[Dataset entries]
◇ ◇ ◇ ◇ ◇ ◇ ◇
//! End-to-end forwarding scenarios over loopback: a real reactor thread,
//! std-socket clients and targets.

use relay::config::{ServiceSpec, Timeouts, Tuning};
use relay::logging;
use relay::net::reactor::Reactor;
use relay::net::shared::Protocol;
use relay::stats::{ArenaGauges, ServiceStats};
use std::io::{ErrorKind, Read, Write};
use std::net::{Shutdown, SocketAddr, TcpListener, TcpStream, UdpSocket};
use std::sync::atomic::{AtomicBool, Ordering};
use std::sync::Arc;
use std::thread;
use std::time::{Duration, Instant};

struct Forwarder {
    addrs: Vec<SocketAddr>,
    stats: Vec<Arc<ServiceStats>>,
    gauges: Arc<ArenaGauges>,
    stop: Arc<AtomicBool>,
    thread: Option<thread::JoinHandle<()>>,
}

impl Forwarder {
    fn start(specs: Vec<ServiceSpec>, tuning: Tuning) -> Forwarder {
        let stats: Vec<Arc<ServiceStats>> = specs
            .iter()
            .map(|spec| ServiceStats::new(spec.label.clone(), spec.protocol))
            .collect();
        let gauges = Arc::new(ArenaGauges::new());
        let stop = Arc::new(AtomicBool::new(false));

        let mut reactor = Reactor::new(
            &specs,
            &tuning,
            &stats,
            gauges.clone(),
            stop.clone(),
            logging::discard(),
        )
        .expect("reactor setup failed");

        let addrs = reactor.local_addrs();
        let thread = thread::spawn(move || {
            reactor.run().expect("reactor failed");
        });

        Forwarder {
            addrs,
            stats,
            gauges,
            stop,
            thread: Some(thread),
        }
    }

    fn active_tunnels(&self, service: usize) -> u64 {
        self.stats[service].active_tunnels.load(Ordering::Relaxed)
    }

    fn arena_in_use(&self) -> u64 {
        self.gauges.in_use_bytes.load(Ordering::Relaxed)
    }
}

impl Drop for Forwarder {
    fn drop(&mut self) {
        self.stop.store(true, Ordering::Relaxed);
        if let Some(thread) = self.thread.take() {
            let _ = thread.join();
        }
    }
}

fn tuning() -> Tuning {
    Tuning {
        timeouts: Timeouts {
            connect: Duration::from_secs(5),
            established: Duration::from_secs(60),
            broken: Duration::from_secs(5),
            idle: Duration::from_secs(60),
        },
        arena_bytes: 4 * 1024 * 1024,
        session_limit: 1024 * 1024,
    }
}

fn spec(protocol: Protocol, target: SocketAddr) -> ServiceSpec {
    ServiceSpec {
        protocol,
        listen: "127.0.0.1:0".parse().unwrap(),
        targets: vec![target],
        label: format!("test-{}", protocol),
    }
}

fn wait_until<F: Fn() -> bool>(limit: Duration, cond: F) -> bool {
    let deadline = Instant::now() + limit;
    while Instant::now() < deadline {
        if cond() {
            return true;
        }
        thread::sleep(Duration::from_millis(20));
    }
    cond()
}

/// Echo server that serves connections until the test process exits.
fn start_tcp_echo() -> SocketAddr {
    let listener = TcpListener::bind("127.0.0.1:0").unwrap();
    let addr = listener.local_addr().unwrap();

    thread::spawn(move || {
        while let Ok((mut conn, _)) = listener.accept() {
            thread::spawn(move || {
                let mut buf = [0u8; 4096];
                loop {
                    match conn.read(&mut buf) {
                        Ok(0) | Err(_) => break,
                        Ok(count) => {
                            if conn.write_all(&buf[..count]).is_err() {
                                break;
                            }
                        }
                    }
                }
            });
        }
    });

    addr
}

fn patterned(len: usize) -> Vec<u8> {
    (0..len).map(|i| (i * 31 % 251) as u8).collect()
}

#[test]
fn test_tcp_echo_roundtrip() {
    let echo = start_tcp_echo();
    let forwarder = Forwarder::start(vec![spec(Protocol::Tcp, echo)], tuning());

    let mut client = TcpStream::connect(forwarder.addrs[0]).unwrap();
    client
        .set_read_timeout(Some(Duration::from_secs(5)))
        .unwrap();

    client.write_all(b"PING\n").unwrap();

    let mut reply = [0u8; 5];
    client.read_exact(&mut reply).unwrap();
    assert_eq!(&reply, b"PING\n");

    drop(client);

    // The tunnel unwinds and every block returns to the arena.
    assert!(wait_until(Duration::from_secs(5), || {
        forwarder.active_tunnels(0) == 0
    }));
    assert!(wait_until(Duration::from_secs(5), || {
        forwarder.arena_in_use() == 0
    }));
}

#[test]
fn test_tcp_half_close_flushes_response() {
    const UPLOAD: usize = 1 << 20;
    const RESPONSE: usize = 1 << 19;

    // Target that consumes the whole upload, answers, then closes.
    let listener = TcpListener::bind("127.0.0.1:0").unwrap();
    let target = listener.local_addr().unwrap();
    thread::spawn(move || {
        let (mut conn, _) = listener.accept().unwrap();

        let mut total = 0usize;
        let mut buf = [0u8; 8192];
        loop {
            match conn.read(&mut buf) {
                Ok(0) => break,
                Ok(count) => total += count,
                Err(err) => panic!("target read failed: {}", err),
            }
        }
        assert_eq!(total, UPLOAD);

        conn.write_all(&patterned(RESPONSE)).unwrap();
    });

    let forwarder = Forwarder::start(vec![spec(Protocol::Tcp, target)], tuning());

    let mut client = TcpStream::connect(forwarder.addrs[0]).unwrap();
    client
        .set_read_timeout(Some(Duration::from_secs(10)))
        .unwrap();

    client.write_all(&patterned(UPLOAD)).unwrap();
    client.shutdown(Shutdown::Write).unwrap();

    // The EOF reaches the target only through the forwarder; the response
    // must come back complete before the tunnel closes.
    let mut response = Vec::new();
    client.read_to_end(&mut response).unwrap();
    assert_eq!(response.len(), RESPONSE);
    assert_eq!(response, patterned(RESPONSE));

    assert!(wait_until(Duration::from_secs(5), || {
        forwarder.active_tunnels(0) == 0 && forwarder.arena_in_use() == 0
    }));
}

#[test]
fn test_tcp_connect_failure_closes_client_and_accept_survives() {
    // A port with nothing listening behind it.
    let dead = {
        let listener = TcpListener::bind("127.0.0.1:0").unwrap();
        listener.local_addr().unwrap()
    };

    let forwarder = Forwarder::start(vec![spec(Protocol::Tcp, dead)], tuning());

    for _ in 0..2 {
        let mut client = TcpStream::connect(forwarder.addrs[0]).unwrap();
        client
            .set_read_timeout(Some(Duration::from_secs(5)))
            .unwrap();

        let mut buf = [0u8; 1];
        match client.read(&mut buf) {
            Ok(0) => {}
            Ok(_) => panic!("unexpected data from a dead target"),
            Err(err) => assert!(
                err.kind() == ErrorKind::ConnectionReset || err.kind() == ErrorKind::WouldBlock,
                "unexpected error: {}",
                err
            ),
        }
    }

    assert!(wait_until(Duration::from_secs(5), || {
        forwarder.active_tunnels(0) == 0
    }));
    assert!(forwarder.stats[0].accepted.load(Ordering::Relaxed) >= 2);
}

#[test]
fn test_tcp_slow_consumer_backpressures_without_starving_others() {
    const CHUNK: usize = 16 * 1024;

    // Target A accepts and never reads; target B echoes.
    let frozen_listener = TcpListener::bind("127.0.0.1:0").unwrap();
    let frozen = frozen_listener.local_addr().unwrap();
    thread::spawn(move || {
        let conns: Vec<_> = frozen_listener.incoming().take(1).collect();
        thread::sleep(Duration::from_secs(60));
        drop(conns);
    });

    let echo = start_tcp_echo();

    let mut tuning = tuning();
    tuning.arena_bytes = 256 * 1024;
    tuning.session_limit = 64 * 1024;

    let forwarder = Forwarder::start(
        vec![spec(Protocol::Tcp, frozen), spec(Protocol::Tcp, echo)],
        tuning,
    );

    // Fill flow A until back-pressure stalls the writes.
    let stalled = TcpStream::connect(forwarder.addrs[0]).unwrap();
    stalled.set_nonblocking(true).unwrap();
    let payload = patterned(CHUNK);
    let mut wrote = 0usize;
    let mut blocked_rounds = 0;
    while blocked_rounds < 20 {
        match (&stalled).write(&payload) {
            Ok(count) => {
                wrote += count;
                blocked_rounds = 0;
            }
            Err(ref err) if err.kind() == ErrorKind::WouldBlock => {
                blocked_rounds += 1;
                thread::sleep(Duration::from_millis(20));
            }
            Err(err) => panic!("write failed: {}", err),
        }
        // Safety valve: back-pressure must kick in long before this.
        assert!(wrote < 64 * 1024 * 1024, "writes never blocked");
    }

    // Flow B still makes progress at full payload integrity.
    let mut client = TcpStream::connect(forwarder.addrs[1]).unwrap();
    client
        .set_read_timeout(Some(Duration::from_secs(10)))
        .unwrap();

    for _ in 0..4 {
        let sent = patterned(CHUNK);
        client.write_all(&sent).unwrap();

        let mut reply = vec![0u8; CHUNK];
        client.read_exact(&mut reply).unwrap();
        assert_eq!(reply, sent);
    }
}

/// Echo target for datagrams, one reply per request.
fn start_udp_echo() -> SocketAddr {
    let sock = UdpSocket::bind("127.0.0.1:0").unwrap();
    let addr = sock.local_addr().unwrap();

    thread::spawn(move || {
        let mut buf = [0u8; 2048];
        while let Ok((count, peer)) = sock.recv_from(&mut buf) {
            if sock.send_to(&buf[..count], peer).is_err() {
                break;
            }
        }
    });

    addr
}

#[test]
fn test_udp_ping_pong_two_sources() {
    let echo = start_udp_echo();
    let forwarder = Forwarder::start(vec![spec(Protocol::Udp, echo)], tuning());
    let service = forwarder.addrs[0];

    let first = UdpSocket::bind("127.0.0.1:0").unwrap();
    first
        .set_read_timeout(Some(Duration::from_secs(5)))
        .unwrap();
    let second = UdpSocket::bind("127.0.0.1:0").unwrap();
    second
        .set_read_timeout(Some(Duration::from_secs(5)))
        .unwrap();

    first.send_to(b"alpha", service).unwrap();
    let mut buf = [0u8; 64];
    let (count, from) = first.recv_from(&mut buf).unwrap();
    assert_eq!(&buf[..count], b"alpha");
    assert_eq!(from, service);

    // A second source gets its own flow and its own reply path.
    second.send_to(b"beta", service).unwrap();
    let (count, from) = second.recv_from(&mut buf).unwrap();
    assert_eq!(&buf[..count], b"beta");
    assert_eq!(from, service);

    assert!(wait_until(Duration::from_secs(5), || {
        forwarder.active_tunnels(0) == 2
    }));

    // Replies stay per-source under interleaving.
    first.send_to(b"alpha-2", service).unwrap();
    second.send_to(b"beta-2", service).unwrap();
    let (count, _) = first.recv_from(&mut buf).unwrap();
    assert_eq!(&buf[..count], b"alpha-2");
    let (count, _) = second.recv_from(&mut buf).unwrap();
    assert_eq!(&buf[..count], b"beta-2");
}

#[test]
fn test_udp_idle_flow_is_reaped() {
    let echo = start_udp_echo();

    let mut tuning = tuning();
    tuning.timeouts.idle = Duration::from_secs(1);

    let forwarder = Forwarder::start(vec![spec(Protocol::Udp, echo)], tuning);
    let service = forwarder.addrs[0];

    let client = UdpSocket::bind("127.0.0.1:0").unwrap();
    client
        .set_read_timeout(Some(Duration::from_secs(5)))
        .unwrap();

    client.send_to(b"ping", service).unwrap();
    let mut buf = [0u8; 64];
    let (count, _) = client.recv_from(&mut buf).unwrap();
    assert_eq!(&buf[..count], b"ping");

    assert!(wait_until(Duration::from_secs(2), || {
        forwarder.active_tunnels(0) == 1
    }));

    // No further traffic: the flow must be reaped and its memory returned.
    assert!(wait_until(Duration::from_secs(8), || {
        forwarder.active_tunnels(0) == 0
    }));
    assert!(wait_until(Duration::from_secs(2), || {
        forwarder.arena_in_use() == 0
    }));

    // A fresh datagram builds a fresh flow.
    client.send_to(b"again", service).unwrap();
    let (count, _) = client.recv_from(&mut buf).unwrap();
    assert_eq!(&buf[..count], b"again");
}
◇ ◇ ◇ ◇ ◇ ◇ ◇
*What the task asks*
Beginning with the top line of the data above, output every line exactly until the one that contains "use std::thread;", and include that one too.

*Answer to this problem*
//! End-to-end forwarding scenarios over loopback: a real reactor thread,
//! std-socket clients and targets.

use relay::config::{ServiceSpec, Timeouts, Tuning};
use relay::logging;
use relay::net::reactor::Reactor;
use relay::net::shared::Protocol;
use relay::stats::{ArenaGauges, ServiceStats};
use std::io::{ErrorKind, Read, Write};
use std::net::{Shutdown, SocketAddr, TcpListener, TcpStream, UdpSocket};
use std::sync::atomic::{AtomicBool, Ordering};
use std::sync::Arc;
use std::thread;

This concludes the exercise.